(EXERCISE GOAL): Going from the top of the data below, give again each line through the one containing "use std::path::Path;", both ends kept.

────────

//! HTTP front door
//!
//! `GET /search?q=...` answers with a JSON array of `{ title, text }`;
//! every other path is served from the static directory.

use axum::{
    Router,
    extract::{Query, State},
    http::{StatusCode, header},
    response::{IntoResponse, Response},
    routing::get,
};
use serde::{Deserialize, Serialize};
use std::net::SocketAddr;
use std::path::Path;
use std::sync::Arc;
use tower_http::{services::ServeDir, trace::TraceLayer};
use tracing::{debug, error, info};

use crate::searcher::{Match, Searcher};

/// Query string of the search endpoint
#[derive(Debug, Default, PartialEq, Eq)]
pub struct SearchParams {
    pub q: Option<String>,
}

impl SearchParams {
    /// Pick `q` out of the decoded pairs; the first one wins when it repeats
    pub fn from_pairs(pairs: Vec<(String, String)>) -> Self {
        let q = pairs.into_iter().find_map(|(k, v)| (k == "q").then_some(v));
        Self { q }
    }
}

/// Wire shape of one search hit
#[derive(Debug, Clone, PartialEq, Eq, Serialize, Deserialize)]
pub struct TitledSnippet {
    pub title: String,
    pub text: String,
}

impl From<Match> for TitledSnippet {
    fn from(m: Match) -> Self {
        Self {
            title: m.title,
            text: m.snippet,
        }
    }
}

/// Build the router: search endpoint, health check, static fallback
pub fn create_router(searcher: Arc<Searcher>, static_dir: &Path) -> Router {
    Router::new()
        .route("/search", get(search))
        .route("/health", get(health))
        .fallback_service(ServeDir::new(static_dir))
        .with_state(searcher)
        .layer(TraceLayer::new_for_http())
}

/// Bind `addr` and serve until Ctrl-C
pub async fn serve(searcher: Arc<Searcher>, static_dir: &Path, addr: SocketAddr) -> eyre::Result<()> {
    let app = create_router(searcher, static_dir);
    let listener = tokio::net::TcpListener::bind(addr).await?;
    info!("Listening on {}", listener.local_addr()?);

    axum::serve(listener, app)
        .with_graceful_shutdown(async {
            if let Err(e) = tokio::signal::ctrl_c().await {
                error!("Failed to listen for shutdown signal: {}", e);
                return;
            }
            info!("Received shutdown signal, gracefully shutting down");
        })
        .await?;

    Ok(())
}

async fn search(State(searcher): State<Arc<Searcher>>, Query(pairs): Query<Vec<(String, String)>>) -> Response {
    let params = SearchParams::from_pairs(pairs);
    let Some(query) = params.q.filter(|q| !q.is_empty()) else {
        debug!("search: missing query");
        return (StatusCode::BAD_REQUEST, "missing search query in URL params").into_response();
    };

    // Large result sets take a while to slice; keep them off the async workers.
    let results = tokio::task::spawn_blocking(move || {
        searcher
            .search(&query)
            .into_iter()
            .map(TitledSnippet::from)
            .collect::<Vec<_>>()
    })
    .await;

    let results = match results {
        Ok(results) => results,
        Err(e) => {
            error!("search task failed: {}", e);
            return (StatusCode::INTERNAL_SERVER_ERROR, "search failure").into_response();
        }
    };

    match serde_json::to_vec(&results) {
        Ok(body) => (StatusCode::OK, [(header::CONTENT_TYPE, "application/json")], body).into_response(),
        Err(e) => {
            error!("Failed to encode search results: {}", e);
            (StatusCode::INTERNAL_SERVER_ERROR, "encoding failure").into_response()
        }
    }
}

async fn health() -> &'static str {
    "ok"
}

#[cfg(test)]
mod tests {
    use super::*;

    fn pairs(items: &[(&str, &str)]) -> Vec<(String, String)> {
        items.iter().map(|(k, v)| (k.to_string(), v.to_string())).collect()
    }

    #[test]
    fn test_search_params_first_q_wins() {
        let params = SearchParams::from_pairs(pairs(&[("page", "2"), ("q", "ghost"), ("q", "x")]));
        assert_eq!(params.q.as_deref(), Some("ghost"));
    }

    #[test]
    fn test_search_params_without_q() {
        assert_eq!(SearchParams::from_pairs(pairs(&[("page", "2")])), SearchParams::default());
        assert_eq!(SearchParams::from_pairs(Vec::new()).q, None);
    }

    #[test]
    fn test_titled_snippet_from_match() {
        let m = Match {
            offset: 42,
            title: "Macbeth".to_string(),
            snippet: "a dagger".to_string(),
        };
        let wire = TitledSnippet::from(m);
        let json = serde_json::to_value(&wire).unwrap();
        assert_eq!(json, serde_json::json!({ "title": "Macbeth", "text": "a dagger" }));
    }
}
//! Corpus loading

use std::fs;
use std::path::{Path, PathBuf};
use tracing::{debug, info};

use crate::error::SearchError;

/// The full text being searched
///
/// Loaded once and never mutated. Offsets handed out by the indexes are byte
/// offsets into [`Corpus::text`].
#[derive(Debug, Clone)]
pub struct Corpus {
    text: String,
    path: Option<PathBuf>,
}

impl Corpus {
    /// Read the whole file as UTF-8 text
    pub fn load(path: impl AsRef<Path>) -> Result<Self, SearchError> {
        let path = path.as_ref();
        debug!(?path, "Corpus::load: called");
        let text = fs::read_to_string(path).map_err(|source| SearchError::Io {
            path: path.to_path_buf(),
            source,
        })?;
        info!(path = %path.display(), bytes = text.len(), "Loaded corpus");
        Ok(Self {
            text,
            path: Some(path.to_path_buf()),
        })
    }

    /// Wrap text that is already in memory
    pub fn from_text(text: impl Into<String>) -> Self {
        Self {
            text: text.into(),
            path: None,
        }
    }

    pub fn text(&self) -> &str {
        &self.text
    }

    pub fn as_bytes(&self) -> &[u8] {
        self.text.as_bytes()
    }

    pub fn len(&self) -> usize {
        self.text.len()
    }

    pub fn is_empty(&self) -> bool {
        self.text.is_empty()
    }

    /// File the corpus was read from, if any
    pub fn path(&self) -> Option<&Path> {
        self.path.as_deref()
    }

    /// Copy with ASCII letters folded to lowercase
    ///
    /// Only ASCII bytes change, so every offset in the copy is also a valid
    /// offset (and char boundary) in the original.
    pub fn lowercased(&self) -> Vec<u8> {
        self.text.as_bytes().to_ascii_lowercase()
    }

    /// Number of non-ASCII characters that have a case
    ///
    /// Those letters are not case folded, so queries containing them only
    /// match with the exact case. Non-ASCII punctuation (curly quotes,
    /// dashes) has no case and is not counted.
    pub fn non_ascii_letter_count(&self) -> usize {
        self.text
            .chars()
            .filter(|c| !c.is_ascii() && (c.is_uppercase() || c.is_lowercase()))
            .count()
    }
}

────────

(REPLY TO THE EXERCISE):
//! HTTP front door
//!
//! `GET /search?q=...` answers with a JSON array of `{ title, text }`;
//! every other path is served from the static directory.

use axum::{
    Router,
    extract::{Query, State},
    http::{StatusCode, header},
    response::{IntoResponse, Response},
    routing::get,
};
use serde::{Deserialize, Serialize};
use std::net::SocketAddr;
use std::path::Path;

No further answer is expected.